I have a Toro 521 and replaced the carburetor with new and won't start.

New spark plug, with spark, fresh fuel in tank, gas valve operating properly and flows through fuel line ok, but float bowl is dry and empty and fuel not filling into bowl. Plugged primer hose and it holds pressure with no leaks.

Any ideas to check for?

Thank you very much for any help at all.

Sincerely,
Rick in Colorado


----------



## DCH50 (Feb 10, 2020)

It sounds like the needle is not moving out of the seat to allow fuel to flow into the bowl.
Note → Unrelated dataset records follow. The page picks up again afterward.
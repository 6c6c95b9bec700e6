// SPDX-License-Identifier: Apache-2.0
// Copyright Open Network Fabric Authors

//! In-memory engine for tests.

use crate::api::retval;
use crate::{ControlChannel, InterfaceHandle, Reply, Request, RequestKind, TransportError};
use async_trait::async_trait;
use parking_lot::Mutex;
use std::collections::BTreeSet;
use std::time::Duration;

type Matcher = Box<dyn Fn(&Request) -> bool + Send + Sync>;

struct Engine {
    requests: Vec<Request>,
    replies: Vec<(Matcher, i32)>,
    interfaces: BTreeSet<InterfaceHandle>,
    next_handle: u32,
    connected: bool,
    delay: Option<Duration>,
}

/// A [`ControlChannel`] that records every request and answers like a healthy engine:
/// creations get fresh handles (starting at 1), deletions of unknown interfaces get
/// "invalid interface" and everything else succeeds. Specific status codes can be forced
/// with [`RecordingChannel::reply_with`].
pub struct RecordingChannel {
    engine: Mutex<Engine>,
}

impl Default for RecordingChannel {
    fn default() -> Self {
        Self::new()
    }
}

impl RecordingChannel {
    #[must_use]
    pub fn new() -> Self {
        Self {
            engine: Mutex::new(Engine {
                requests: Vec::new(),
                replies: Vec::new(),
                interfaces: BTreeSet::new(),
                next_handle: 1,
                connected: true,
                delay: None,
            }),
        }
    }

    /// Answer requests matching `matcher` with status `retval`, until cleared
    pub fn reply_with<F>(&self, matcher: F, retval: i32)
    where
        F: Fn(&Request) -> bool + Send + Sync + 'static,
    {
        self.engine.lock().replies.push((Box::new(matcher), retval));
    }

    /// Forget the status codes forced so far
    pub fn clear_replies(&self) {
        self.engine.lock().replies.clear();
    }

    /// Make every subsequent request fail at the transport level
    pub fn disconnect(&self) {
        self.engine.lock().connected = false;
    }

    pub fn reconnect(&self) {
        self.engine.lock().connected = true;
    }

    /// Delay every subsequent reply
    pub fn set_delay(&self, delay: Duration) {
        self.engine.lock().delay = Some(delay);
    }

    /// The requests that reached the engine, in order
    #[must_use]
    pub fn requests(&self) -> Vec<Request> {
        self.engine.lock().requests.clone()
    }

    /// Number of requests of the given kind that reached the engine
    #[must_use]
    pub fn count(&self, kind: RequestKind) -> usize {
        self.count_matching(|r| r.kind() == kind)
    }

    #[must_use]
    pub fn count_matching<F: Fn(&Request) -> bool>(&self, matcher: F) -> usize {
        self.engine
            .lock()
            .requests
            .iter()
            .filter(|r| matcher(r))
            .count()
    }

    pub fn clear_requests(&self) {
        self.engine.lock().requests.clear();
    }

    /// The interfaces that currently exist
    #[must_use]
    pub fn interfaces(&self) -> Vec<InterfaceHandle> {
        self.engine.lock().interfaces.iter().copied().collect()
    }

    fn answer(&self, request: Request) -> Result<Reply, TransportError> {
        let mut engine = self.engine.lock();
        if !engine.connected {
            return Err(TransportError::PeerLeft);
        }
        let forced = engine
            .replies
            .iter()
            .find(|(matcher, _)| matcher(&request))
            .map(|(_, retval)| *retval);
        engine.requests.push(request.clone());
        if let Some(retval) = forced {
            return Ok(Reply::with_retval(retval));
        }
        let reply = match request {
            Request::CreateInterface { .. } => {
                let handle = InterfaceHandle::new(engine.next_handle);
                engine.next_handle += 1;
                engine.interfaces.insert(handle);
                Reply::created(handle)
            }
            Request::DeleteInterface { handle } => {
                if engine.interfaces.remove(&handle) {
                    Reply::ok()
                } else {
                    Reply::with_retval(retval::INVALID_SW_IF_INDEX)
                }
            }
            _ => Reply::ok(),
        };
        Ok(reply)
    }
}

#[async_trait]
impl ControlChannel for RecordingChannel {
    async fn invoke(&self, request: Request) -> Result<Reply, TransportError> {
        let delay = self.engine.lock().delay;
        if let Some(delay) = delay {
            tokio::time::sleep(delay).await;
        }
        self.answer(request)
    }
}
Take the bowl off, turn the fuel valve so the fuel is running. If the fuel is not pouring out of the seat, lower the float and see what happens, fuel flows, adjust the float, no fuel flows, the needle is stuck in the float.


----------



## sledman8002002 (Jan 20, 2021)

As said above, the needle & seat are your starting point. If no-go, check for debris blockage in the fuel line spigot itself. I'd examine with carb off and on the bench, float, needle and seat out and a shot of carb cleaner (I use brake clean) followed by compressed air run backwards thru the system.
Could just be packing foam factory.


----------



## Oneacer (Jan 3, 2011)

As people mentioned above .... ditto


----------